Dating, relationships and Autism
FACT: Many people on the autistic spectrum, have the same natural desire to find a partner, as your average neurotypical.
However, we may not always know how to cope with our feelings towards the opposite sex (or same sex). As autistic adults, there are a few extra questions we need to ask ourselves that neurotypicals do not:
- Should we only date people on the autistic spectrum?
- If you date a neurotypical, should you tell them you have autism?
- Will they still like you if you do tell them about your autism?
- Would they want to have a serious relationship, knowing there is a
chance that your autism could be passed. genetically. to your children
How to meet a potential partner if you are on the autistic spectrum
- Go to places where there are people that share a similar interest to you. This will give you things to talk about
- Think about the people that you already know at work, college or any social groups you attend. Starting off as friends is a good idea, before attempting to start a relationship. This is a good way of finding out if you like and get on with the other person..
- Asperger dating sites? Possibly, although this may not work for everyone. Get advice from someone you trust. Perhaps they can help you find a trustworthy site
- Mainstream dating sites: Be careful! It will be difficult to understand the intent of people you make contact with. May be okay for some people on the spectrum
Things to avoid
- Don't stand too close to the person you're interested in, (Always be aware that you may be encroaching on their personal space)
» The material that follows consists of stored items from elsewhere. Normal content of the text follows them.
// SPDX-License-Identifier: BUSL-1.1
// Copyright (c) 2026 Alfred Jean LLC

//! Frame codec: 4-byte big-endian length prefix + JSON payload.
//!
//! This is the transport the core depends on to satisfy the peer-transport
//! contract of spec §4.2/§6: any implementation that can frame, send and
//! receive messages over a socket and deliver a `Disconnected` notification
//! on close is acceptable. We implement our own rather than reach for an
//! external message-bus crate because none of the workspace's sibling
//! examples carry one; the framing convention itself mirrors the daemon's
//! own documented wire format.

use thiserror::Error;
use tokio::io::{AsyncRead, AsyncReadExt, AsyncWrite, AsyncWriteExt};

/// Frames larger than this are rejected outright rather than trusted to
/// allocate — a peer that sends a bogus length prefix should not be able to
/// make the orchestrator attempt a multi-gigabyte allocation.
pub const MAX_FRAME_BYTES: u32 = 16 * 1024 * 1024;

#[derive(Debug, Error)]
pub enum ProtocolError {
    #[error("connection closed")]
    Closed,

    #[error("frame of {0} bytes exceeds the {MAX_FRAME_BYTES} byte limit")]
    FrameTooLarge(u32),

    #[error("io error: {0}")]
    Io(#[from] std::io::Error),

    #[error("malformed json payload: {0}")]
    Json(#[from] serde_json::Error),
}

/// Read one length-prefixed frame. Returns `Err(ProtocolError::Closed)` on a
/// clean EOF before any bytes of a new frame arrive.
pub async fn read_frame<R: AsyncRead + Unpin>(reader: &mut R) -> Result<Vec<u8>, ProtocolError> {
    let mut len_buf = [0u8; 4];
    match reader.read_exact(&mut len_buf).await {
        Ok(()) => {}
        Err(e) if e.kind() == std::io::ErrorKind::UnexpectedEof => {
            return Err(ProtocolError::Closed)
        }
        Err(e) => return Err(e.into()),
    }
    let len = u32::from_be_bytes(len_buf);
    if len > MAX_FRAME_BYTES {
        return Err(ProtocolError::FrameTooLarge(len));
    }
    let mut payload = vec![0u8; len as usize];
    reader.read_exact(&mut payload).await?;
    Ok(payload)
}

/// Write one length-prefixed frame.
pub async fn write_frame<W: AsyncWrite + Unpin>(
    writer: &mut W,
    payload: &[u8],
) -> Result<(), ProtocolError> {
    let len = u32::try_from(payload.len()).map_err(|_| ProtocolError::FrameTooLarge(u32::MAX))?;
    writer.write_all(&len.to_be_bytes()).await?;
    writer.write_all(payload).await?;
    writer.flush().await?;
    Ok(())
}

/// Serialize `value` and write it as a single frame.
pub async fn write_json<W: AsyncWrite + Unpin, T: serde::Serialize>(
    writer: &mut W,
    value: &T,
) -> Result<(), ProtocolError> {
    let payload = serde_json::to_vec(value)?;
    write_frame(writer, &payload).await
}

/// Read one frame and deserialize it.
pub async fn read_json<R: AsyncRead + Unpin, T: serde::de::DeserializeOwned>(
    reader: &mut R,
) -> Result<T, ProtocolError> {
    let payload = read_frame(reader).await?;
    Ok(serde_json::from_slice(&payload)?)
}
- Don't become obsessed with the person you would like to date. This could make them want to avoid you..
- Be careful not to dominate the conversation, especially with topics the other person is not interested. in. (Remember that a conversation between two people involves listening to the other person and not doing all the talking.
When I go on a date, what should I talk about?
This can be difficult for most people, autistic or not. From my experience, it's best to go on a date with someone you have something in common with. I have been on dates (before I was married of course!) when I just could not think of a single thing to say, and the other person did not help by only ever replying with "Yes" or "No." On each occasion, It turned out that we'd had no shared interests.. The end result was an evening of intense embarrassment, and a feeling of failure.
But then there were dates with some people, (girls in my case,) where we talked for hours about all sorts of things. This was possible because we both liked similar things, and had plenty to talk about. This is the reason that I've suggested you join a club or organisation that relates to a topic or hobby you are interested in, so you can meet like-minded people.
- A shared passion for a particular topic
- Perhaps a similar background with interests in common
- Work related topics that are interesting to both of you
- It's always good to ask the other person about their hobbies, work and friends. Note: Conversation means listening to the other person as opposed to talking at them until they are so bored, they may not want to see you again! On the other hand, try not to interrogate the person you're on a date with, by asking them question after question after question. This may take some practice. I learned about the art of conversation by copying people that appeared to be really good at it. Also by observing characters in films and on TV. Fifty years of practice has meant that I can usually have good conversations, although, I still have to concentrate a lot to make sure I don't talk too much or say inappropriate things.
- Once you have some knowledge of their lifestyle, hobbies and work, you will have an idea if they are someone you may want to pursue a relationship with
Note: Both of you have to want a relationship. Just because you do, does not always mean the other person does.
Remember that you will not get on well with everyone you meet.. Sometimes you may have a date that is really awkward, and you will just not get on with that person. This is normal! We all go through those horribly uncomfortable dates where we feel embarrassed and uncomfortable. I have many memories of cringe-worthy dates on my way to finding someone that was right for me.
Should you tell your NT partner you have autism?
I can only give you my personal view on this. A relationship has to be based on honesty and trust. So, if you've began a relationship with an NT, It's only fair to tell them. It may not make any difference if they really want to be with you. And when something needs fixing in the relationship, as it undoubtedly will at some point, at least you will both have the benefit of examining whether your autism has contributed to the problem.
These days, many people have been in relationships for many years, both completely unaware that one of them is on the autistic spectrum, In my case, I had been married for twenty years to an NT woman, before we found out I had high functioning autism. The diagnosis certainly explained why some aspects of our relationship had been problematic. My wife put my idiosyncrasies down to everything from "probably being starved of oxygen at birth!" Mental health problems, and "just born strange!" Luckily she must have thought I had enough good qualities to make up for my apparent "emotional retardness!"
Overall, my diagnosis been good for my marriage. We have been able to work out many of the conversational and other misunderstanding's that had made life difficult at times. My story is echoed by many other newly diagnosed people that have been in long term relationships with NT partners. A diagnosis can really help you, and your partner improve your relationship. Together you can work on strategies to make all those domestic practicalities become easier. A diagnosis of autism spectrum disorder, also answers many of the questions around the "emotional distance" we are sometimes accused of by our NT partners.